Self-care is focused on stretching and avoiding compression of the neck just under the skull. The trigger point will release and the headache/tension is relieved when the upper and mid cervicals are able to move without binding restrictions.
The semispinalis muscles stretch from the lower thoracics up to the cranium. They vary in their attachments but this illustration represents the common configuration. As you can see these muscles straddle and compress the suboccipital region, where this pain is focused.
Also, this connection will sometime produce the click of a rib head, usually C3, that releases when stretching the back of the neck.
Avoid postures where you jut your chin forward and compress the top of the neck. This is more than just looking at the computer. This also happens to people like counselors that lean forward to listen or people that watch screens up high in airports. You get the idea.
Click here for guidelines on using an ice pack safely and effectively.

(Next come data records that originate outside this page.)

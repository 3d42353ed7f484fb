use chrono::{NaiveDate, Utc};
use tracing::{info, warn};
use uuid::Uuid;

use crate::dataset::DatasetStore;
use crate::error::QueryError;
use crate::executor;
use crate::intent::IntentExtractor;
use crate::models::{QueryLogEntry, QueryOutcome, QueryResult, Role, StudentRecord};
use crate::scope::{scope_predicate, ScopePredicate};

pub struct Session<S: DatasetStore> {
    store: S,
    extractor: IntentExtractor,
    scope: ScopePredicate,
    log: Vec<QueryLogEntry>,
}

impl<S: DatasetStore> Session<S> {
    pub fn new(store: S, extractor: IntentExtractor, role: Role) -> Self {
        if role.is_unrestricted() {
            warn!(role = %role.name, "role sets no grade, class or region; granting full access");
        }
        info!(
            role = %role.name,
            records = store.all().len(),
            backend = extractor.backend_id(),
            "session started"
        );

        Self {
            store,
            extractor,
            scope: scope_predicate(&role),
            log: Vec::new(),
        }
    }

    pub fn role(&self) -> &Role {
        self.scope.role()
    }

    /// Answer one question. Every outcome is logged and none ends the session.
    pub async fn ask(
        &mut self,
        question: &str,
        today: NaiveDate,
    ) -> Result<QueryResult, QueryError> {
        let outcome = self.run(question, today).await;

        let entry = QueryLogEntry {
            id: Uuid::new_v4(),
            role: self.role().name.clone(),
            question: question.trim().to_string(),
            outcome: match &outcome {
                Ok(result) => QueryOutcome::Rows(result.rows.len()),
                Err(err) => QueryOutcome::Failed(err.kind().to_string()),
            },
            asked_at: Utc::now(),
        };

        match &outcome {
            Ok(result) => info!(id = %entry.id, rows = result.rows.len(), "query answered"),
            Err(err) => warn!(id = %entry.id, kind = err.kind(), error = %err, "query failed"),
        }

        self.log.push(entry);
        outcome
    }

    async fn run(&self, question: &str, today: NaiveDate) -> Result<QueryResult, QueryError> {
        let question = question.trim();
        if question.is_empty() {
            return Err(QueryError::EmptyQuestion);
        }

        let filter = self.extractor.extract(question, today).await?;
        let result = executor::execute(self.store.all(), &filter, &self.scope);

        match result.data_type {
            Some(data_type) if result.is_unsupported() => {
                Err(QueryError::UnsupportedCategory(data_type))
            }
            _ => Ok(result),
        }
    }

    pub fn log(&self) -> &[QueryLogEntry] {
        &self.log
    }

    /// The whole dataset, unscoped, for the read-only preview.
    pub fn preview(&self) -> &[StudentRecord] {
        self.store.all()
    }
}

This stretching routine is very helpful. First, do The Box at the top of your neck. Pay extra attention to the back of your neck at the top. Take note of where the skin is most sensitive to the ice and movement is restricted. Next, do The Box on the lower half of your neck. Then, revisit the sensitive and tight areas on sides and back at the top of your neck with another round of ice and stretch. Really tuck your chin and open up the area under the base of your skull.
If this problem persists, see a bodyworker who is skilled with upper cervical problems. Sometimes, the atlas and C5 need a little more than stretching to free them up so that these muscles can relax and stabilize, especially when this problem has persisted.